Segment Start: MATERIAL TO PROCESS
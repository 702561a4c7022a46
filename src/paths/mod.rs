//! Path resolution for the documentation routes.
//!
//! # Data Flow
//! ```text
//! MountRequest (requested path, global prefix, overrides)
//!     → normalize.rs (leading slash, collapse repeated slashes)
//!     → resolver.rs (final path, last segment, json/yaml/static paths)
//!     → ResolvedPaths (pure value, handed to the route binder)
//! ```
//!
//! # Design Decisions
//! - No side effects: identical inputs always resolve identically
//! - Every path is normalized before it reaches an adapter
//! - The static slash variant collapses onto the primary mount when the last
//!   segment is empty, so the same prefix is never mounted twice

pub mod normalize;
pub mod resolver;

pub use normalize::{is_usable_global_prefix, normalize_rel_path, validate_path};
pub use resolver::{resolve, MountRequest, ResolvedPaths};
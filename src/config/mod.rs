//! Configuration management subsystem.
//!
//! # Data Flow
//! ```text
//! config file (TOML)
//!     → loader.rs (parse & deserialize)
//!     → validation.rs (semantic checks)
//!     → ServerConfig (validated, immutable)
//! ```
//!
//! # Design Decisions
//! - Config is read once at boot; routes are mounted from it and never change
//! - All fields have defaults to allow minimal configs
//! - Validation separates syntactic (serde) from semantic checks

pub mod loader;
pub mod schema;
pub mod validation;

pub use loader::{load_config, ConfigError};
pub use schema::{
    DocsConfig, DocumentConfig, HttpConfig, ListenerConfig, ObservabilityConfig, ServerConfig,
};
pub use validation::{validate_config, ValidationError};
//! Prefix-mounted static asset directories.
//!
//! # Responsibilities
//! - Match a request path against the mounted prefixes (longest first)
//! - Strip the prefix and serve the remainder from the mount's directory
//!
//! # Design Decisions
//! - Installed as the router fallback, so declared routes always win and
//!   a mount may share its prefix with a page route
//! - Prefix match is segment-aware: `/docs` serves `/docs/x`, never `/docsx`

use std::path::PathBuf;
use std::sync::Arc;

use axum::extract::Request;
use axum::http::{StatusCode, Uri};
use axum::response::{IntoResponse, Response};
use tower::ServiceExt;
use tower_http::services::ServeDir;

/// A directory served under a route prefix.
#[derive(Debug, Clone)]
pub struct StaticMount {
    pub prefix: String,
    pub dir: PathBuf,
}

/// All static mounts of one router.
#[derive(Debug, Clone, Default)]
pub struct StaticMounts {
    mounts: Arc<Vec<StaticMount>>,
}

impl StaticMounts {
    pub fn new(mut mounts: Vec<StaticMount>) -> Self {
        mounts.sort_by(|a, b| b.prefix.len().cmp(&a.prefix.len()));
        Self {
            mounts: Arc::new(mounts),
        }
    }

    pub fn is_empty(&self) -> bool {
        self.mounts.is_empty()
    }

    /// Longest mount whose prefix covers `path`, with the remaining path.
    pub fn find<'a>(&self, path: &'a str) -> Option<(&StaticMount, &'a str)> {
        self.mounts
            .iter()
            .find_map(|mount| strip_mount_prefix(&mount.prefix, path).map(|rest| (mount, rest)))
    }

    /// Serve `request` from the matching mount, or 404.
    pub async fn serve(self, mut request: Request) -> Response {
        let path = request.uri().path().to_string();
        let Some((mount, rest)) = self.find(&path) else {
            return StatusCode::NOT_FOUND.into_response();
        };

        let path_and_query = match request.uri().query() {
            Some(query) => format!("{}?{}", rest, query),
            None => rest.to_string(),
        };
        let uri: Uri = match path_and_query.parse() {
            Ok(uri) => uri,
            Err(_) => return StatusCode::BAD_REQUEST.into_response(),
        };
        *request.uri_mut() = uri;

        tracing::trace!(prefix = %mount.prefix, path = %path, "Serving static asset");

        match ServeDir::new(&mount.dir).oneshot(request).await {
            Ok(response) => response.into_response(),
            Err(never) => match never {},
        }
    }
}

/// Remaining path when `path` lies under `prefix`. The remainder always
/// starts with `/`.
fn strip_mount_prefix<'a>(prefix: &str, path: &'a str) -> Option<&'a str> {
    let trimmed = prefix.trim_end_matches('/');
    if trimmed.is_empty() {
        return Some(path);
    }
    let rest = path.strip_prefix(trimmed)?;
    if rest.is_empty() {
        Some("/")
    } else if rest.starts_with('/') {
        Some(rest)
    } else {
        None
    }
}
//! Documentation mounting entry point.
//!
//! # Data Flow
//! ```text
//! setup(path, adapter, document, options)
//!     → paths::resolve (final path, last segment, definition paths)
//!     → binder.rs (UI page, init script, JSON, YAML routes)
//!     → assets.rs (UI bundle at one or two prefixes, UI enabled only)
//!     → Mounted (resolved paths, declared routes, document cache)
//! ```
//!
//! # Design Decisions
//! - One `DocumentCache` per `setup` call; mounts never share state
//! - Registration happens at boot, so any failure aborts startup

pub mod assets;
pub mod binder;
pub mod options;

use std::sync::Arc;

pub use assets::StaticAssetMounter;
pub use binder::{BoundRoutes, RouteBinder};
pub use options::MountOptions;

use crate::document::{DocumentCache, DocumentSource};
use crate::error::DocsError;
use crate::http::HttpAdapter;
use crate::paths::{resolve, MountRequest, ResolvedPaths};
use crate::ui::{SwaggerUiRenderer, UiRenderer};

/// Result of a successful `setup`.
#[derive(Debug)]
pub struct Mounted {
    pub paths: ResolvedPaths,
    pub routes: BoundRoutes,
    /// Static prefixes the UI bundle was mounted under.
    pub static_mounts: Vec<String>,
    /// Cache behind the mounted handlers; `get()` builds the document eagerly.
    pub cache: Arc<DocumentCache>,
}

/// Mounts an API document and its UI onto an HTTP adapter.
pub struct SwaggerModule;

impl SwaggerModule {
    /// Mount with the stock Swagger UI renderer.
    pub fn setup<A: HttpAdapter + ?Sized>(
        path: &str,
        adapter: &mut A,
        document: impl Into<DocumentSource>,
        options: MountOptions,
    ) -> Result<Mounted, DocsError> {
        Self::setup_with_renderer(path, adapter, document, options, Arc::new(SwaggerUiRenderer))
    }

    pub fn setup_with_renderer<A: HttpAdapter + ?Sized>(
        path: &str,
        adapter: &mut A,
        document: impl Into<DocumentSource>,
        options: MountOptions,
        renderer: Arc<dyn UiRenderer>,
    ) -> Result<Mounted, DocsError> {
        let paths = resolve(&MountRequest {
            requested_path: path,
            global_prefix: adapter.global_prefix(),
            use_global_prefix: options.use_global_prefix,
            json_document_url: options.json_document_url.as_deref(),
            yaml_document_url: options.yaml_document_url.as_deref(),
        });

        let MountOptions {
            swagger_ui_enabled,
            custom_swagger_ui_path,
            ui,
            patch_document_on_request,
            ..
        } = options;

        let cache = Arc::new(DocumentCache::new(document.into(), patch_document_on_request));
        let binder = RouteBinder::new(Arc::clone(&cache), renderer, ui);
        let routes = binder.bind(adapter, &paths, swagger_ui_enabled)?;

        let mut static_mounts = Vec::new();
        if swagger_ui_enabled {
            let assets = StaticAssetMounter::new(custom_swagger_ui_path.as_deref())?;
            for prefix in paths.static_mounts() {
                assets.mount(adapter, prefix)?;
                static_mounts.push(prefix.to_string());
            }
        }

        tracing::info!(
            adapter = adapter.kind(),
            path = %paths.final_path,
            json = %paths.json_path,
            yaml = %paths.yaml_path,
            ui_enabled = swagger_ui_enabled,
            routes = routes.registered.len(),
            "API documentation mounted"
        );

        Ok(Mounted {
            paths,
            routes,
            static_mounts,
            cache,
        })
    }
}
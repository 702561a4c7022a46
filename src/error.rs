//! Error types shared by the mounting layer.
//!
//! # Taxonomy
//! - `RegistrationError::DuplicateRoute` is the only registration failure the
//!   route binder ever swallows, and only on the slash-variant routes.
//! - Every other `RegistrationError` aborts `setup`.
//! - `DocsError::DocumentBuild`, `DocsError::Json` and `DocsError::Yaml` surface from
//!   request handlers and become whatever the hosting server renders for a
//!   failed handler (HTTP 500 with the axum adapter).

use thiserror::Error;

/// Boxed error returned by document factories and patch hooks.
pub type BoxError = Box<dyn std::error::Error + Send + Sync + 'static>;

/// Errors raised by an HTTP adapter while declaring routes or mounts.
#[derive(Debug, Error)]
pub enum RegistrationError {
    /// A GET handler is already declared for this path.
    #[error("Method 'GET' already declared for route '{path}'")]
    DuplicateRoute { path: String },

    /// The adapter cannot express this path.
    #[error("Invalid route path '{path}': {reason}")]
    InvalidPath { path: String, reason: &'static str },

    /// Any other adapter-specific rejection.
    #[error("Adapter '{adapter}' rejected '{path}': {message}")]
    Adapter {
        adapter: &'static str,
        path: String,
        message: String,
    },
}

impl RegistrationError {
    /// True for the collision the binder tolerates on slash-variant routes.
    pub fn is_duplicate_route(&self) -> bool {
        matches!(self, RegistrationError::DuplicateRoute { .. })
    }
}

/// Errors surfaced by `setup` and by the mounted handlers.
#[derive(Debug, Error)]
pub enum DocsError {
    /// Route or static mount could not be declared.
    #[error(transparent)]
    Registration(#[from] RegistrationError),

    /// The document factory or the per-request patch hook failed.
    #[error("Document build failed: {0}")]
    DocumentBuild(#[source] BoxError),

    /// The document could not be written as JSON.
    #[error("JSON serialization failed: {0}")]
    Json(#[from] serde_json::Error),

    /// The document could not be written as YAML.
    #[error("YAML serialization failed: {0}")]
    Yaml(#[from] serde_yaml::Error),

    /// Filesystem access failed (asset path resolution, document files).
    #[error("IO error: {0}")]
    Io(#[from] std::io::Error),
}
Segment End: MATERIAL TO PROCESS
REQUIRED ACTION: Of the lines in the data, report each one containing the string "bundle".

SOLUTION TO THIS EXERCISE:
//!     → assets.rs (UI bundle at one or two prefixes, UI enabled only)
    /// Static prefixes the UI bundle was mounted under.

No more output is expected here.